While I understand the equation you provided, I'm unclear on how to obtain c1Mch as Camera 1's pose is entirely unknown to the tracking system. Is that referring to the transform returned by cv::SolvePnP? If so, does that imply that I have the correct transform from PnP and I'm just manipulating it incorrectly while trying to obtain c1Mm?

Your diagram is really spot on, by the way. Can I add it to my question to help others visualize?

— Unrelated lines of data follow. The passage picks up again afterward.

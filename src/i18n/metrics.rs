//! Translation metrics and observability module.
//!
//! Counts model loads, inference calls, soft failures of the orchestrator
//! and the outcome of background fan-outs.

use serde::Serialize;
use std::sync::atomic::{AtomicUsize, Ordering};
use std::sync::OnceLock;

/// Translation counters. The process-wide instance is `TranslationMetrics::global()`.
#[derive(Debug, Default)]
pub struct TranslationMetrics {
    /// Translator handles instantiated (cache misses in the model registry)
    model_loads: AtomicUsize,

    /// Calls made to a loaded translator
    inference_calls: AtomicUsize,

    /// Translator loads that raised an error
    load_failures: AtomicUsize,

    /// Translator calls that raised an error or produced no text
    inference_failures: AtomicUsize,

    /// Pairs with no configured model
    resolution_gaps: AtomicUsize,

    /// Pairs whose codes have no equivalent in the model's code scheme
    adaptation_gaps: AtomicUsize,

    /// Two-hop translations attempted through the pivot language
    pivot_attempts: AtomicUsize,

    /// Translations replaced by the original text
    original_fallbacks: AtomicUsize,

    /// Translation sets persisted
    fanouts_completed: AtomicUsize,

    /// Fan-outs that ended without persisting a translation set
    fanouts_failed: AtomicUsize,
}

static METRICS: OnceLock<TranslationMetrics> = OnceLock::new();

impl TranslationMetrics {
    pub fn new() -> Self {
        Self::default()
    }

    /// Get the global translation metrics instance.
    pub fn global() -> &'static TranslationMetrics {
        METRICS.get_or_init(TranslationMetrics::new)
    }

    pub fn record_model_load(&self) {
        self.model_loads.fetch_add(1, Ordering::Relaxed);
    }

    pub fn record_inference_call(&self) {
        self.inference_calls.fetch_add(1, Ordering::Relaxed);
    }

    pub fn record_load_failure(&self) {
        self.load_failures.fetch_add(1, Ordering::Relaxed);
    }

    pub fn record_inference_failure(&self) {
        self.inference_failures.fetch_add(1, Ordering::Relaxed);
    }

    pub fn record_resolution_gap(&self) {
        self.resolution_gaps.fetch_add(1, Ordering::Relaxed);
    }

    pub fn record_adaptation_gap(&self) {
        self.adaptation_gaps.fetch_add(1, Ordering::Relaxed);
    }

    pub fn record_pivot_attempt(&self) {
        self.pivot_attempts.fetch_add(1, Ordering::Relaxed);
    }

    pub fn record_original_fallback(&self) {
        self.original_fallbacks.fetch_add(1, Ordering::Relaxed);
    }

    pub fn record_fanout_completed(&self) {
        self.fanouts_completed.fetch_add(1, Ordering::Relaxed);
    }

    pub fn record_fanout_failed(&self) {
        self.fanouts_failed.fetch_add(1, Ordering::Relaxed);
    }

    /// Generate a metrics report.
    pub fn report(&self) -> MetricsReport {
        let inference_calls = self.inference_calls.load(Ordering::Relaxed);
        let inference_failures = self.inference_failures.load(Ordering::Relaxed);
        // Counters are read one at a time and may be momentarily out of step
        let inference_success_rate = if inference_calls > 0 {
            (inference_calls.saturating_sub(inference_failures) as f64 / inference_calls as f64)
                * 100.0
        } else {
            0.0
        };

        MetricsReport {
            model_loads: self.model_loads.load(Ordering::Relaxed),
            load_failures: self.load_failures.load(Ordering::Relaxed),
            inference_calls,
            inference_failures,
            inference_success_rate,
            resolution_gaps: self.resolution_gaps.load(Ordering::Relaxed),
            adaptation_gaps: self.adaptation_gaps.load(Ordering::Relaxed),
            pivot_attempts: self.pivot_attempts.load(Ordering::Relaxed),
            original_fallbacks: self.original_fallbacks.load(Ordering::Relaxed),
            fanouts_completed: self.fanouts_completed.load(Ordering::Relaxed),
            fanouts_failed: self.fanouts_failed.load(Ordering::Relaxed),
        }
    }
}

/// Snapshot of the translation counters.
#[derive(Debug, Clone, Serialize)]
pub struct MetricsReport {
    pub model_loads: usize,
    pub load_failures: usize,
    pub inference_calls: usize,
    pub inference_failures: usize,

    /// Inference success rate as a percentage (0-100)
    pub inference_success_rate: f64,

    pub resolution_gaps: usize,
    pub adaptation_gaps: usize,
    pub pivot_attempts: usize,
    pub original_fallbacks: usize,
    pub fanouts_completed: usize,
    pub fanouts_failed: usize,
}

amb2189 gravatar imageamb2189 ( 2015-09-30 11:40:25 -0600 )edit

Yes you can obtain c1Mch with cv::SolvePnP. If you supply the list of 2D image coordinates and the list of 3D coordinates with respect to the chessboard frame, with the intrinsic parameters known, cv::SolvePnP will directly return the pose of the camera (c1Mch), no need to invert the matrix unless you want the inverse transformation of course.

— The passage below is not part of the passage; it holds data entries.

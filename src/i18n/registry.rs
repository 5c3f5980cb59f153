//! Language registry: Single source of truth for all supported languages.
//!
//! Every message is fanned out to each language listed here, in this order.
//! The registry is a lazily initialized singleton backed by `OnceLock`.
//! Two-hop translations always go through `PIVOT_CODE`.

use std::sync::OnceLock;

/// Code of the pivot language used for two-hop translations.
pub const PIVOT_CODE: &str = "en";

/// Configuration for a supported language.
#[derive(Debug, Clone)]
pub struct LanguageConfig {
    /// Domain language code (e.g., "en", "fil", "ceb")
    pub code: &'static str,

    /// FLORES-200 locale tag expected by NLLB models (e.g., "tgl_Latn")
    pub nllb_code: &'static str,
}

/// Global language registry singleton.
pub struct LanguageRegistry {
    languages: Vec<LanguageConfig>,
}

static REGISTRY: OnceLock<LanguageRegistry> = OnceLock::new();

impl LanguageRegistry {
    /// Get the global language registry instance.
    pub fn get() -> &'static LanguageRegistry {
        REGISTRY.get_or_init(|| LanguageRegistry {
            languages: default_languages(),
        })
    }

    /// Get a language configuration by its code.
    ///
    /// # Returns
    /// * `Some(&LanguageConfig)` if the language is supported
    /// * `None` otherwise
    pub fn get_by_code(&self, code: &str) -> Option<&LanguageConfig> {
        self.languages.iter().find(|lang| lang.code == code)
    }

    /// All supported languages, in fan-out order.
    pub fn list(&self) -> &[LanguageConfig] {
        &self.languages
    }

    /// All supported language codes, in fan-out order.
    pub fn codes(&self) -> Vec<&'static str> {
        self.languages.iter().map(|lang| lang.code).collect()
    }
}

fn default_languages() -> Vec<LanguageConfig> {
    vec![
        LanguageConfig {
            code: "en",
            nllb_code: "eng_Latn",
        },
        LanguageConfig {
            code: "fil",
            nllb_code: "tgl_Latn",
        },
        LanguageConfig {
            code: "ceb",
            nllb_code: "ceb_Latn",
        },
        LanguageConfig {
            code: "ilo",
            nllb_code: "ilo_Latn",
        },
        LanguageConfig {
            code: "pag",
            nllb_code: "pag_Latn",
        },
        LanguageConfig {
            code: "zh",
            // Use "zho_Hant" for Traditional
            nllb_code: "zho_Hans",
        },
        LanguageConfig {
            code: "ja",
            nllb_code: "jpn_Jpan",
        },
        LanguageConfig {
            code: "ko",
            nllb_code: "kor_Hang",
        },
    ]
}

You could verify it very easily: you already have the intrinsic camera parameters, cv::findChessboardCorners will return the list of corners and the 3D corner coordinates can be built easily (example). So you can check the ouput of cv::SolvePnP by printing the translation for example.

You can use the diagram if you want (with just a mention of my name please).

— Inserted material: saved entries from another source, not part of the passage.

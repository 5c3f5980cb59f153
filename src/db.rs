//! Message persistence.
//!
//! Two append-only logs: raw messages, written synchronously when a message
//! arrives, and translation sets, written later by the background fan-out.
//! They are correlated by `message_id` as a plain value with no foreign key,
//! so a raw message may exist without its translation set.

use anyhow::{anyhow, Context, Result};
use async_trait::async_trait;
use chrono::{DateTime, Utc};
use serde::{Deserialize, Serialize};
use sqlx::postgres::{PgPool, PgPoolOptions};
use sqlx::types::Json;
use sqlx::Row;
use std::collections::BTreeMap;
use std::sync::Mutex;
use tracing::info;

#[derive(Debug, Clone, PartialEq, Serialize, Deserialize)]
pub struct RawMessage {
    pub id: String,
    pub original: String,
    pub source_lang: String,
    pub timestamp: DateTime<Utc>,
}

/// A raw message before the store assigns its id.
#[derive(Debug, Clone)]
pub struct NewRawMessage {
    pub original: String,
    pub source_lang: String,
    pub timestamp: DateTime<Utc>,
}

#[derive(Debug, Clone, PartialEq, Serialize, Deserialize)]
pub struct TranslationSet {
    pub message_id: String,
    pub translations: BTreeMap<String, String>,
    pub timestamp: DateTime<Utc>,
}

#[async_trait]
pub trait MessageStore: Send + Sync {
    /// Append a raw message and return it with its generated id.
    async fn insert_raw(&self, message: NewRawMessage) -> Result<RawMessage>;

    /// Append a complete translation set.
    async fn insert_translation_set(&self, set: &TranslationSet) -> Result<()>;

    /// All raw messages, newest first.
    async fn list_raw(&self) -> Result<Vec<RawMessage>>;

    /// The translation set written for a message, if it exists yet.
    async fn find_translation_set(&self, message_id: &str) -> Result<Option<TranslationSet>>;
}

/// In-process store, used when no database is configured and in tests.
#[derive(Default)]
pub struct MemoryStore {
    inner: Mutex<MemoryLogs>,
}

#[derive(Default)]
struct MemoryLogs {
    next_id: u64,
    raw: Vec<RawMessage>,
    translated: Vec<TranslationSet>,
}

impl MemoryStore {
    pub fn new() -> Self {
        Self::default()
    }

    fn logs(&self) -> Result<std::sync::MutexGuard<'_, MemoryLogs>> {
        self.inner
            .lock()
            .map_err(|_| anyhow!("Message store lock poisoned"))
    }
}

#[async_trait]
impl MessageStore for MemoryStore {
    async fn insert_raw(&self, message: NewRawMessage) -> Result<RawMessage> {
        let mut logs = self.logs()?;
        logs.next_id += 1;

        let raw = RawMessage {
            id: logs.next_id.to_string(),
            original: message.original,
            source_lang: message.source_lang,
            timestamp: message.timestamp,
        };
        logs.raw.push(raw.clone());
        Ok(raw)
    }

    async fn insert_translation_set(&self, set: &TranslationSet) -> Result<()> {
        self.logs()?.translated.push(set.clone());
        Ok(())
    }

    async fn list_raw(&self) -> Result<Vec<RawMessage>> {
        let mut messages = self.logs()?.raw.clone();
        // Stable sort keeps insertion order for equal timestamps; reverse it
        messages.reverse();
        messages.sort_by(|a, b| b.timestamp.cmp(&a.timestamp));
        Ok(messages)
    }

    async fn find_translation_set(&self, message_id: &str) -> Result<Option<TranslationSet>> {
        Ok(self
            .logs()?
            .translated
            .iter()
            .find(|set| set.message_id == message_id)
            .cloned())
    }
}

/// PostgreSQL-backed store.
#[derive(Clone)]
pub struct PgStore {
    pool: PgPool,
}

impl PgStore {
    /// Connect and create the tables if they do not exist yet.
    pub async fn connect(database_url: &str) -> Result<Self> {
        let pool = PgPoolOptions::new()
            .max_connections(5)
            .connect(database_url)
            .await
            .context("Failed to connect to PostgreSQL")?;

        let store = Self { pool };
        store.init_schema().await?;
        info!("✓ Connected to PostgreSQL");
        Ok(store)
    }

    async fn init_schema(&self) -> Result<()> {
        sqlx::query(
            "CREATE TABLE IF NOT EXISTS messages_raw (
                id BIGSERIAL PRIMARY KEY,
                original TEXT NOT NULL,
                source_lang TEXT NOT NULL,
                created_at TIMESTAMPTZ NOT NULL
            )",
        )
        .execute(&self.pool)
        .await
        .context("Failed to create messages_raw table")?;

        // message_id is a plain value: the set may lag behind or never arrive
        sqlx::query(
            "CREATE TABLE IF NOT EXISTS messages_translated (
                id BIGSERIAL PRIMARY KEY,
                message_id TEXT NOT NULL,
                translations JSONB NOT NULL,
                created_at TIMESTAMPTZ NOT NULL
            )",
        )
        .execute(&self.pool)
        .await
        .context("Failed to create messages_translated table")?;

        sqlx::query(
            "CREATE INDEX IF NOT EXISTS idx_messages_translated_message_id
             ON messages_translated (message_id)",
        )
        .execute(&self.pool)
        .await
        .context("Failed to create messages_translated index")?;

        Ok(())
    }
}

#[async_trait]
impl MessageStore for PgStore {
    async fn insert_raw(&self, message: NewRawMessage) -> Result<RawMessage> {
        let id: i64 = sqlx::query_scalar(
            "INSERT INTO messages_raw (original, source_lang, created_at)
             VALUES ($1, $2, $3)
             RETURNING id",
        )
        .bind(&message.original)
        .bind(&message.source_lang)
        .bind(message.timestamp)
        .fetch_one(&self.pool)
        .await
        .context("Failed to insert raw message")?;

        Ok(RawMessage {
            id: id.to_string(),
            original: message.original,
            source_lang: message.source_lang,
            timestamp: message.timestamp,
        })
    }

    async fn insert_translation_set(&self, set: &TranslationSet) -> Result<()> {
        sqlx::query(
            "INSERT INTO messages_translated (message_id, translations, created_at)
             VALUES ($1, $2, $3)",
        )
        .bind(&set.message_id)
        .bind(Json(&set.translations))
        .bind(set.timestamp)
        .execute(&self.pool)
        .await
        .context("Failed to insert translation set")?;

        Ok(())
    }

    async fn list_raw(&self) -> Result<Vec<RawMessage>> {
        let rows = sqlx::query(
            "SELECT id, original, source_lang, created_at
             FROM messages_raw
             ORDER BY created_at DESC, id DESC",
        )
        .fetch_all(&self.pool)
        .await
        .context("Failed to list raw messages")?;

        rows.iter()
            .map(|row| -> Result<RawMessage> {
                Ok(RawMessage {
                    id: row.try_get::<i64, _>("id")?.to_string(),
                    original: row.try_get("original")?,
                    source_lang: row.try_get("source_lang")?,
                    timestamp: row.try_get("created_at")?,
                })
            })
            .collect()
    }

    async fn find_translation_set(&self, message_id: &str) -> Result<Option<TranslationSet>> {
        let row = sqlx::query(
            "SELECT message_id, translations, created_at
             FROM messages_translated
             WHERE message_id = $1
             ORDER BY id
             LIMIT 1",
        )
        .bind(message_id)
        .fetch_optional(&self.pool)
        .await
        .context("Failed to fetch translation set")?;

        row.map(|row| -> Result<TranslationSet> {
            let Json(translations) =
                row.try_get::<Json<BTreeMap<String, String>>, _>("translations")?;
            Ok(TranslationSet {
                message_id: row.try_get("message_id")?,
                translations,
                timestamp: row.try_get("created_at")?,
            })
        })
        .transpose()
    }
}

#[cfg(test)]
mod tests {
    use super::*;
    use chrono::Duration;

    fn new_message(text: &str, lang: &str, timestamp: DateTime<Utc>) -> NewRawMessage {
        NewRawMessage {
            original: text.to_string(),
            source_lang: lang.to_string(),
            timestamp,
        }
    }

    #[tokio::test]
    async fn test_insert_raw_assigns_unique_ids() {
        let store = MemoryStore::new();
        let now = Utc::now();

        let first = store.insert_raw(new_message("Hello", "en", now)).await.unwrap();
        let second = store.insert_raw(new_message("Kumusta", "fil", now)).await.unwrap();

        assert_ne!(first.id, second.id);
        assert_eq!(first.original, "Hello");
        assert_eq!(second.source_lang, "fil");
    }

    #[tokio::test]
    async fn test_list_raw_newest_first() {
        let store = MemoryStore::new();
        let now = Utc::now();

        store
            .insert_raw(new_message("older", "en", now - Duration::minutes(5)))
            .await
            .unwrap();
        store.insert_raw(new_message("newest", "en", now)).await.unwrap();
        store
            .insert_raw(new_message("middle", "en", now - Duration::minutes(1)))
            .await
            .unwrap();

        let originals: Vec<_> = store
            .list_raw()
            .await
            .unwrap()
            .into_iter()
            .map(|m| m.original)
            .collect();

        assert_eq!(originals, vec!["newest", "middle", "older"]);
    }

    #[tokio::test]
    async fn test_list_raw_same_timestamp_latest_insert_first() {
        let store = MemoryStore::new();
        let now = Utc::now();

        store.insert_raw(new_message("first", "en", now)).await.unwrap();
        store.insert_raw(new_message("second", "en", now)).await.unwrap();

        let messages = store.list_raw().await.unwrap();
        assert_eq!(messages[0].original, "second");
        assert_eq!(messages[1].original, "first");
    }

    #[tokio::test]
    async fn test_translation_set_absent_until_written() {
        let store = MemoryStore::new();
        let raw = store
            .insert_raw(new_message("Hello", "en", Utc::now()))
            .await
            .unwrap();

        assert!(store.find_translation_set(&raw.id).await.unwrap().is_none());

        let set = TranslationSet {
            message_id: raw.id.clone(),
            translations: BTreeMap::from([
                ("en".to_string(), "Hello".to_string()),
                ("fil".to_string(), "Kumusta".to_string()),
            ]),
            timestamp: Utc::now(),
        };
        store.insert_translation_set(&set).await.unwrap();

        let found = store
            .find_translation_set(&raw.id)
            .await
            .unwrap()
            .expect("set should exist");
        assert_eq!(found, set);
    }

    #[tokio::test]
    async fn test_translation_set_not_linked_structurally() {
        let store = MemoryStore::new();

        // No raw message with this id exists; the store accepts it anyway
        let set = TranslationSet {
            message_id: "orphan".to_string(),
            translations: BTreeMap::new(),
            timestamp: Utc::now(),
        };
        store.insert_translation_set(&set).await.unwrap();

        assert!(store.find_translation_set("orphan").await.unwrap().is_some());
        assert!(store.list_raw().await.unwrap().is_empty());
    }

    #[test]
    fn test_raw_message_serialization() {
        let message = RawMessage {
            id: "42".to_string(),
            original: "Kumusta ka?".to_string(),
            source_lang: "fil".to_string(),
            timestamp: Utc::now(),
        };

        let json = serde_json::to_string(&message).expect("serialize");
        let restored: RawMessage = serde_json::from_str(&json).expect("deserialize");
        assert_eq!(message, restored);
    }
}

Eduardo gravatar imageEduardo ( 2015-09-30 12:54:50 -0600 )edit

Updated the question to include the diagram and added some descriptors (Also credited you at the bottom :) ).

The update contains some information that may complicate the process, so if you're willing to give it a go read the latest edit! I tried out your method as you described it and checked the math in Matlab after I obtained all the transforms but it didn't work. This is likely due to the new issue I've discovered though.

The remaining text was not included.